● Your task: Whenever a line in the entries below contains "listener", copy that line.

▬▬▬▬▬▬▬▬▬▬

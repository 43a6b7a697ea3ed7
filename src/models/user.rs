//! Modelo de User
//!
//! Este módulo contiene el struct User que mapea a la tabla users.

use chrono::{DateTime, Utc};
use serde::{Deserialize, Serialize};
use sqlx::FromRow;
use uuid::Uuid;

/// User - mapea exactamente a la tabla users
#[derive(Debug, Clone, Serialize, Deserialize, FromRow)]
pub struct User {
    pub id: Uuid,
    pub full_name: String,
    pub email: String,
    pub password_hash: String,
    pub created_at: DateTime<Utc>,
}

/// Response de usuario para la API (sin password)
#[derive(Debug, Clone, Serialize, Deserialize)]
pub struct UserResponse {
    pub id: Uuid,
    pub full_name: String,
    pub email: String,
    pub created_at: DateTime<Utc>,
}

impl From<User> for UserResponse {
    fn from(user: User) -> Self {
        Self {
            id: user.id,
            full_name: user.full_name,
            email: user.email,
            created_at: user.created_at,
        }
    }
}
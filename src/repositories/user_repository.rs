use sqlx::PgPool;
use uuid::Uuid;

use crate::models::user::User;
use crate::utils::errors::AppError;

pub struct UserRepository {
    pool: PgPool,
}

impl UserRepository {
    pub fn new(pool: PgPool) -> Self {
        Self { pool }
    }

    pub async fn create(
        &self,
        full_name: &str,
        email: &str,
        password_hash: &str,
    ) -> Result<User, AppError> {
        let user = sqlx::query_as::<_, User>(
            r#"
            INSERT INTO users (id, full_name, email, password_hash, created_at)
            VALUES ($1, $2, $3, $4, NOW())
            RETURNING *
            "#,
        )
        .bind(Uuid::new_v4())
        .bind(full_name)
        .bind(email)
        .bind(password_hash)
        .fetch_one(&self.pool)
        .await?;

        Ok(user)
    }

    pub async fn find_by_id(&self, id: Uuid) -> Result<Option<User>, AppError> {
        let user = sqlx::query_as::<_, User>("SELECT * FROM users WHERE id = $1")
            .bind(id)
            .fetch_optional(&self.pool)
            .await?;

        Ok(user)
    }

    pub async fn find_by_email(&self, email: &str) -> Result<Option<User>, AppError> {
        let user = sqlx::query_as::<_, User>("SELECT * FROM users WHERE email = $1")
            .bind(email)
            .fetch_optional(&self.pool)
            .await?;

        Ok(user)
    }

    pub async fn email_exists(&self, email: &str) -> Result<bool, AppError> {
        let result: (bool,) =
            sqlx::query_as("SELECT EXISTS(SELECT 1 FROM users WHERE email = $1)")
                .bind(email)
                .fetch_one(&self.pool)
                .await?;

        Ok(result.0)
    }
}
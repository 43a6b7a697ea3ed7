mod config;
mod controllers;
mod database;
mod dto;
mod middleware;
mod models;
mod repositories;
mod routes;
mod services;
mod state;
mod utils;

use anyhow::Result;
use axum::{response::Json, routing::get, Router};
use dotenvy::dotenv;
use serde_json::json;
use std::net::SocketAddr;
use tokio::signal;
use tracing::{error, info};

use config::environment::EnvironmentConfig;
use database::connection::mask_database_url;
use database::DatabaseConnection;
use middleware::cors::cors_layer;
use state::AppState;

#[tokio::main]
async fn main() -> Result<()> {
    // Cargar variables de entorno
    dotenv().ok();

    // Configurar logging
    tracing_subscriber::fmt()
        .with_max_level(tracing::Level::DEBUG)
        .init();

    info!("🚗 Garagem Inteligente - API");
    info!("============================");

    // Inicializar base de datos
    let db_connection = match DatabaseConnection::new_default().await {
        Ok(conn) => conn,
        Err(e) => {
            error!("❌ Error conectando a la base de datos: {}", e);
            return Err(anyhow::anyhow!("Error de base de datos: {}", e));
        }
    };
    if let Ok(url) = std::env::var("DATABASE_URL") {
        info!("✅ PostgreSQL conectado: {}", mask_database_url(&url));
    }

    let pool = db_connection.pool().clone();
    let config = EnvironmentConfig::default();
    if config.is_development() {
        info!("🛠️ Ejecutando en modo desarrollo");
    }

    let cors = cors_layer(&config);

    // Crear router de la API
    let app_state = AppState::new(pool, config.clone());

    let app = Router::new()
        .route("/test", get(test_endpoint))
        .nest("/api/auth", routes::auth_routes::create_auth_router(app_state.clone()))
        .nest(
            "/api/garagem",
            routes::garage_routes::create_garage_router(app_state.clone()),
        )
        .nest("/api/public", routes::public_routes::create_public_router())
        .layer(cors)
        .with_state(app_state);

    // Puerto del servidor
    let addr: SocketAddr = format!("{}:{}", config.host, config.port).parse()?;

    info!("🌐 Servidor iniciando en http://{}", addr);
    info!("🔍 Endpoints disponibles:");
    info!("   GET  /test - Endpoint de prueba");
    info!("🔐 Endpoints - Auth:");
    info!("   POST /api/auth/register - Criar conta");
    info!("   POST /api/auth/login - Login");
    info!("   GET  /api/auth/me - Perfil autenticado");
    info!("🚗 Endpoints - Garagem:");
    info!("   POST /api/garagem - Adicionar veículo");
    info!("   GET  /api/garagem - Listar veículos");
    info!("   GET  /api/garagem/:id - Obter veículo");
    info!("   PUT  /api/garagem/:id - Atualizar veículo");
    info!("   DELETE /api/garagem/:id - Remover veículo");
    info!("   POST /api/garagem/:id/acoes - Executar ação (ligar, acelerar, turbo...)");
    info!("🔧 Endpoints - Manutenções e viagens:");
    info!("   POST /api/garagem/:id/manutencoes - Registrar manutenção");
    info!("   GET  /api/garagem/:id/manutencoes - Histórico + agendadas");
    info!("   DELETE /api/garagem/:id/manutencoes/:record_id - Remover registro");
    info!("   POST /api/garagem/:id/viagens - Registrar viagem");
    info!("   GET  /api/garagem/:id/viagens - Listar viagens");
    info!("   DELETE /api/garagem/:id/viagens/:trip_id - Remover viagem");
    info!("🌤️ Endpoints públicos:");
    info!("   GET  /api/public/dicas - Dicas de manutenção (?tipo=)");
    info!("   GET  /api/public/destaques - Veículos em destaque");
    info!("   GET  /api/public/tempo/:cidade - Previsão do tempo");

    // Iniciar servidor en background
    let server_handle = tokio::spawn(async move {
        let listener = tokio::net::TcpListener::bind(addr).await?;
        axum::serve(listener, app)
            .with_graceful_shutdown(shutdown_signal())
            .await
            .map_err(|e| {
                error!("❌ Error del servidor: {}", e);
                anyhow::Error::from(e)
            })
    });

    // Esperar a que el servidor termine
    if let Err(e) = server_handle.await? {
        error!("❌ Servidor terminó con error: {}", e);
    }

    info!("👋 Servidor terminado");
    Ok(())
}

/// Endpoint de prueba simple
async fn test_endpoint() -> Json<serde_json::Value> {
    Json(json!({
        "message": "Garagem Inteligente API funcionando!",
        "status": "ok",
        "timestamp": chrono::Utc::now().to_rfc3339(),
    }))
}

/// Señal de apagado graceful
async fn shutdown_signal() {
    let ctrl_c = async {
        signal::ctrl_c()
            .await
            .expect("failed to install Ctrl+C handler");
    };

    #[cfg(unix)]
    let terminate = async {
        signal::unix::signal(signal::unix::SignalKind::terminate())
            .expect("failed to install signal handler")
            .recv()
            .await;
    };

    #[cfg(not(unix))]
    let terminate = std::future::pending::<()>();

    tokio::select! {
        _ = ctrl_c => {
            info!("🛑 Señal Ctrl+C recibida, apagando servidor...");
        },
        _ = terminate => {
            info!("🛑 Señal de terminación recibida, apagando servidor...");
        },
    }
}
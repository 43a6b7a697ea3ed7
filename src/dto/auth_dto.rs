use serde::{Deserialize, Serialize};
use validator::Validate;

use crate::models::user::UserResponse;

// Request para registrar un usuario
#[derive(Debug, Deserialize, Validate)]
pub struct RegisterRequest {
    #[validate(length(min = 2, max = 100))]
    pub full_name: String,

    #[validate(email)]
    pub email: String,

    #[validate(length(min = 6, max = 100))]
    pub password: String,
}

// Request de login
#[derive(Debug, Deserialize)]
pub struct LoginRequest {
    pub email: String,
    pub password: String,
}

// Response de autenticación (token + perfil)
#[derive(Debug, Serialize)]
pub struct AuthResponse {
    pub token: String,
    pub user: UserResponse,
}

▬▬▬▬▬▬▬▬▬▬

● Reply to the exercise:
        let listener = tokio::net::TcpListener::bind(addr).await?;
        axum::serve(listener, app)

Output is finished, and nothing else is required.